Summer creates a craving for juicy, refreshing fruits to beat the scorching heat. As ‘nature’s sweet treats’, they satiate both your thirst with the pulpy juiciness and take care of your sweet tooth with the refreshing sweetness. But the fruits are inherently sweet with the potential to spike blood sugar levels.
However, you can still enjoy them if you know a few simple hacks to prevent sudden glucose spikes. We asked Dr Kalayan Kumar Gangopadhayay- consultant endocrinology at CK Birla Hospitals CMRI, to share his insights on summer fruits and how to have them.
Should people with diabetes avoid sweet fruits?
Before we look into the hacks and portion sizes, it is important to understand who is most vulnerable to sugar spikes from summer fruits: people with diabetes or insulin resistance. However, contrary to popular belief, the diabetologist demystified a common assumption: “Despite the common myth that people with diabetes should avoid fruit due to its sweetness, whole fruit is actually a nutrient-dense choice rich in fibre, vitamins, and antioxidants.”
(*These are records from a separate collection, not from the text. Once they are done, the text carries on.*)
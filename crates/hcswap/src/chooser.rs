//! Single-choice prompts
//!
//! Every decision in a session goes through [`Chooser::choose`]. A `None`
//! answer means the user backed out and is never an error.

use inquire::{InquireError, Select};
use std::collections::VecDeque;
use thiserror::Error;

#[derive(Debug, Error)]
pub enum PromptError {
    #[error("PROMPT_FAILED: {0}")]
    Inquire(#[from] InquireError),

    #[error("PROMPT_FAILED: '{answer}' is not an option of '{label}'")]
    UnknownAnswer { label: String, answer: String },
}

pub trait Chooser {
    /// Presents `options` under `label` and returns the chosen one
    ///
    /// Returns `Ok(None)` on cancellation.
    fn choose(&mut self, label: &str, options: &[String]) -> Result<Option<String>, PromptError>;
}

/// Terminal prompts via `inquire`
#[derive(Debug, Default)]
pub struct InquireChooser;

impl Chooser for InquireChooser {
    fn choose(&mut self, label: &str, options: &[String]) -> Result<Option<String>, PromptError> {
        let selection = Select::new(label, options.to_vec())
            .with_help_message("Use ↑/↓ to navigate, Enter to select, Esc to quit")
            .prompt();

        match selection {
            Ok(choice) => Ok(Some(choice)),
            Err(InquireError::OperationCanceled) | Err(InquireError::OperationInterrupted) => {
                Ok(None)
            }
            Err(e) => Err(e.into()),
        }
    }
}

/// A prompt as it was presented
#[derive(Debug, Clone, PartialEq, Eq)]
pub struct Prompt {
    pub label: String,
    pub options: Vec<String>,
}

/// Answers prompts from a fixed script and records what was asked
///
/// Once the script runs out every prompt is answered with a cancellation.
#[derive(Debug, Default)]
pub struct ScriptedChooser {
    answers: VecDeque<String>,
    prompts: Vec<Prompt>,
}

impl ScriptedChooser {
    pub fn new<I, S>(answers: I) -> Self
    where
        I: IntoIterator<Item = S>,
        S: Into<String>,
    {
        Self {
            answers: answers.into_iter().map(Into::into).collect(),
            prompts: Vec::new(),
        }
    }

    pub fn prompts(&self) -> &[Prompt] {
        &self.prompts
    }

    /// Answers not consumed yet
    pub fn remaining(&self) -> usize {
        self.answers.len()
    }
}

impl Chooser for ScriptedChooser {
    fn choose(&mut self, label: &str, options: &[String]) -> Result<Option<String>, PromptError> {
        self.prompts.push(Prompt {
            label: label.to_string(),
            options: options.to_vec(),
        });

        let Some(answer) = self.answers.pop_front() else {
            return Ok(None);
        };

        if options.contains(&answer) {
            Ok(Some(answer))
        } else {
            Err(PromptError::UnknownAnswer {
                label: label.to_string(),
                answer,
            })
        }
    }
}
While fruits are naturally sweet, he cautioned that the real culprits to avoid are added sugars found in sweets, cold drinks, and biscuits, rather than whole fruits themselves.
What is the correct way to eat fruits?
The focus should be shifted from what you eat to how you eat, if it is about summer fruits.
The first method is to keep the skin of the fruit. Often, the mistake people make is peeling the skin. The diabetologist reasoned, “The skin of the fruit is full of fibre. Eating whole fruit, especially the skin, is the best way to maximise your fibre intake and keep blood sugar levels steady. ” Fibre is important for your digestion as it helps to keep you satiated, while preventing sharp glucose spikes.
Fruit juice and smoothies are also much sought after in the summer season, but the doctor warned that when you juice them, the fibre is removed, which causes sharper blood sugar spikes.
Portion size of fruits
Now, how do you understand how much fruit you should eat? The doctor recommended sticking to two portions of fruit per day, with one portion being about 80 grams. But what does that actually look like? “80 grams is roughly what fits into the palm of an adult hand,” the doctor explained, making it easier to visualise and portion correctly without you overthinking the measurements.
What fruits should you have?
The doctor shared a list of fruits based on their size, along with what an ideal portion looks like:
1. Small-sized fruits
Portion: Small fruit’s one portion is two or more pieces
- Two plums
- Two kiwi fruit
- Three apricots
- Six lychees
- Seven strawberries
- 14 cherries
2. Medium-sized fruit
Portion: Medium-sized fresh fruit one portion is one piece of fruit,
- 1 apple
- 1 small banana
- 1 pear
- 1 orange
- 1 nectarine
3. Large fruit
Portion: one portion is-
- Half a grapefruit
- One slice of a papaya
- One slice of watermelon
- One large slice of pineapple
- Two slices of mango (5 cm slices)
In the end, the diabetologist advised that no fruit is off-limits, even if you have diabetes. However, you can use the Glycemic Index (GI) to make healthier choices. He recommended going for low-GI fruits (50 or less), as they help prevent sharp blood sugar spikes. These include apples, berries, citrus fruits, stone fruits and avocados. Fruits with a higher GI (above 70) are not off-limits either, but should be enjoyed in moderation. This includes fruits like bananas, mangoes and pineapple.
Note to readers: This article is for informational purposes only and not a substitute for professional medical advice. Always seek the advice of your doctor with any questions about a medical condition.